Of course, as others have mentioned, optimizations are often easier on a graph (i.e. tree) structure rather than on opcodes. Even when opcodes are finally used a good compiler needs to look ahead to see how to apply registers efficiently — in C#, some of this optimization work is left to the JIT, which represents another pass.

Many languages do not specify the order of evaluation of operands within an expression, and seeing the whole expression before doing anything with it allows the compiler to decide among possible orderings for execution efficiency. Again this goes to forward looking, which means storing something in order to look ahead, before later emitting opcodes. Trees are a good intermediate representation for storing expressions for later code generation. Another intermediate representation, like lists of instructions/opcodes, are lossy in that they require an advance determination of instruction ordering, whereas trees inherently indicate dependencies without dictating ordering.

Method inlining is a good example (an excellent optimization), which only works when the compiler can see the implementations of at least two methods (the current one being worked and the one potentially being in-lined), so again a possible forward reference issue. Again, trees serve well for storing the intermediates.

Yes, some languages like C are designed to support one-pass compilation, which C accommodates by requiring forward declarations, which is why there's the whole (messy) header file issue.

Even assembly languages, though, require either multiple passes or fix ups (another way of doing another "pass"). Some assembly languages benefit from multiple passes when variable sized instructions and/or instruction sequences can shortened under the right circumstances, which are not known until after one or more passes.

RISC V and other modern build systems employ a technique called linker relaxation, which is effectively another pass.

While these latter examples are going over opcodes and relocations — the point being another pass due to missing information on prior passes. It is really hard to do everything we might want in one pass.

another kind of additional pass - languages with metaprogramming features allow parts of the program to run at compile time to modify other parts, which is a lot less bug-prone when done with abstract representations rather than acting directly on the source text — Silver
– Silver, Commented Mar 24, 2024 at 19:51
Note that forward-declarations and headers are independent. C++ is moving to modules, for example, but still requires forward declarations within a module. — Matthieu M.
– Matthieu M., Commented Mar 25, 2024 at 11:33
@MatthieuM. C++ already requires multiple passes because class methods can reference other methods and variables in the class without forward declarations. — Aykhan Hagverdili
– Aykhan Hagverdili, Commented Mar 26, 2024 at 14:29

Eric Lippert · Accepted Answer · 2024-03-25 15:52:14Z

I never found the need to produce an intermediate representation before the final output.

Well then, you go!

what is the purpose of producing an intermediate representation such as a tree before producing the final product?

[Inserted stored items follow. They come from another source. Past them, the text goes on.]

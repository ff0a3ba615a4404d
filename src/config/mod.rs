//! Engine configuration
//!
//! Values are layered with figment: built-in defaults, then an optional TOML
//! file, then `RECIPE_ENGINE_*` environment variables (nested keys separated
//! by `__`, e.g. `RECIPE_ENGINE_UPSERT__BATCH_SIZE=25`).

use figment::{
    providers::{Env, Format, Serialized, Toml},
    Figment,
};
use serde::{Deserialize, Serialize};
use std::path::Path;
use std::time::Duration;

use crate::errors::{EngineError, EngineResult};
use crate::upsert::RetryPolicy;

pub mod defaults;
pub mod duration_serde;

use defaults::*;

#[derive(Debug, Clone, Default, PartialEq, Serialize, Deserialize)]
#[serde(default)]
pub struct EngineConfig {
    pub upsert: UpsertConfig,
    pub board: BoardConfig,
    pub dedupe: DedupeSettings,
    pub logging: LoggingConfig,
}

/// Batch upsert throttling and retry behaviour
#[derive(Debug, Clone, PartialEq, Serialize, Deserialize)]
#[serde(default)]
pub struct UpsertConfig {
    /// Rows per chunk
    pub batch_size: usize,
    /// Pause between chunks, always awaited
    #[serde(with = "duration_serde")]
    pub batch_delay: Duration,
    /// Retries after the first attempt for a failing row
    pub max_retries: u32,
    #[serde(with = "duration_serde")]
    pub retry_initial_delay: Duration,
    #[serde(with = "duration_serde")]
    pub retry_max_delay: Duration,
    pub backoff_multiplier: f64,
    pub jitter: bool,
    /// Upper bound on records fetched for the key snapshot
    pub item_limit: usize,
    /// Rows processed concurrently inside one chunk
    pub concurrency: usize,
}

impl Default for UpsertConfig {
    fn default() -> Self {
        Self {
            batch_size: DEFAULT_BATCH_SIZE,
            batch_delay: Duration::from_millis(DEFAULT_BATCH_DELAY_MS),
            max_retries: DEFAULT_MAX_RETRIES,
            retry_initial_delay: Duration::from_millis(DEFAULT_RETRY_INITIAL_DELAY_MS),
            retry_max_delay: Duration::from_millis(DEFAULT_RETRY_MAX_DELAY_MS),
            backoff_multiplier: DEFAULT_BACKOFF_MULTIPLIER,
            jitter: DEFAULT_RETRY_JITTER,
            item_limit: DEFAULT_ITEM_LIMIT,
            concurrency: DEFAULT_CONCURRENCY,
        }
    }
}

impl UpsertConfig {
    pub fn retry_policy(&self) -> RetryPolicy {
        RetryPolicy {
            max_retries: self.max_retries,
            initial_delay: self.retry_initial_delay,
            max_delay: self.retry_max_delay,
            backoff_multiplier: self.backoff_multiplier,
            jitter: self.jitter,
        }
    }
}

#[derive(Debug, Clone, PartialEq, Serialize, Deserialize)]
#[serde(default)]
pub struct BoardConfig {
    /// GraphQL endpoint
    pub api_url: String,
    #[serde(with = "duration_serde")]
    pub request_timeout: Duration,
    /// Sent as the `API-Version` header when set
    #[serde(skip_serializing_if = "Option::is_none")]
    pub api_version: Option<String>,
}

impl Default for BoardConfig {
    fn default() -> Self {
        Self {
            api_url: DEFAULT_BOARD_API_URL.to_string(),
            request_timeout: Duration::from_secs(DEFAULT_REQUEST_TIMEOUT_SECS),
            api_version: None,
        }
    }
}

#[derive(Debug, Clone, PartialEq, Serialize, Deserialize)]
#[serde(default)]
pub struct DedupeSettings {
    /// Fuzzy threshold for recipes that enable fuzzy dedupe without one
    pub default_threshold: f64,
}

impl Default for DedupeSettings {
    fn default() -> Self {
        Self {
            default_threshold: DEFAULT_FUZZY_THRESHOLD,
        }
    }
}

#[derive(Debug, Clone, PartialEq, Serialize, Deserialize)]
#[serde(default)]
pub struct LoggingConfig {
    pub level: String,
    pub json: bool,
}

impl Default for LoggingConfig {
    fn default() -> Self {
        Self {
            level: DEFAULT_LOG_LEVEL.to_string(),
            json: DEFAULT_LOG_JSON,
        }
    }
}

impl EngineConfig {
    /// Defaults overlaid with the TOML file at `path` (if given and present)
    /// and then the environment.
    pub fn load(path: Option<&Path>) -> EngineResult<Self> {
        let mut figment = Figment::from(Serialized::defaults(EngineConfig::default()));
        if let Some(path) = path {
            figment = figment.merge(Toml::file(path));
        }
        Self::extract(figment.merge(Env::prefixed(ENV_PREFIX).split(ENV_NESTING_SEPARATOR)))
    }

    /// Defaults overlaid with TOML text only; environment is ignored
    pub fn from_toml_str(toml: &str) -> EngineResult<Self> {
        Self::extract(
            Figment::from(Serialized::defaults(EngineConfig::default())).merge(Toml::string(toml)),
        )
    }

    /// Effective configuration rendered as TOML
    pub fn to_toml_string(&self) -> EngineResult<String> {
        toml::to_string_pretty(self).map_err(|e| EngineError::configuration(e.to_string()))
    }

    fn extract(figment: Figment) -> EngineResult<Self> {
        let config: EngineConfig = figment
            .extract()
            .map_err(|e| EngineError::configuration(e.to_string()))?;
        config.validate()?;
        Ok(config)
    }

    pub fn validate(&self) -> EngineResult<()> {
        if self.upsert.batch_size == 0 {
            return Err(EngineError::configuration("upsert.batch_size must be at least 1"));
        }
        if self.upsert.concurrency == 0 {
            return Err(EngineError::configuration("upsert.concurrency must be at least 1"));
        }
        if !(0.0..=1.0).contains(&self.dedupe.default_threshold) {
            return Err(EngineError::configuration(
                "dedupe.default_threshold must be between 0 and 1",
            ));
        }
        if self.upsert.backoff_multiplier < 1.0 {
            return Err(EngineError::configuration(
                "upsert.backoff_multiplier must be at least 1.0",
            ));
        }
        Ok(())
    }
}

Your assumption is that the "final product" is machine code. Historically, that's spot on; by definition, a compiler is a program which takes in a string in one language and produces a semantically equivalent string of another language. If you can do that in one pass, great. (Bonus points if you can also produce sensible, actionable error messages when given an incorrect program.)

But that definition is no longer sufficient. A modern compiler provides multiple services. Translation is perhaps the most important service, but it is far, far from the only one. We designed Roslyn -- the C#/VB compiler architecture -- to be able to answer any question an IDE might reasonably have about code:

How should this fragment be coloured?
What is the type of this expression? Where is the declaration for that type, either in source or metadata?
If we performed an introduce-explanatory-variable refactoring, what would the resulting code look like? Would doing so introduce a new error?
If the dev has just typed "Console.W" in the IDE, what's the most likely completion?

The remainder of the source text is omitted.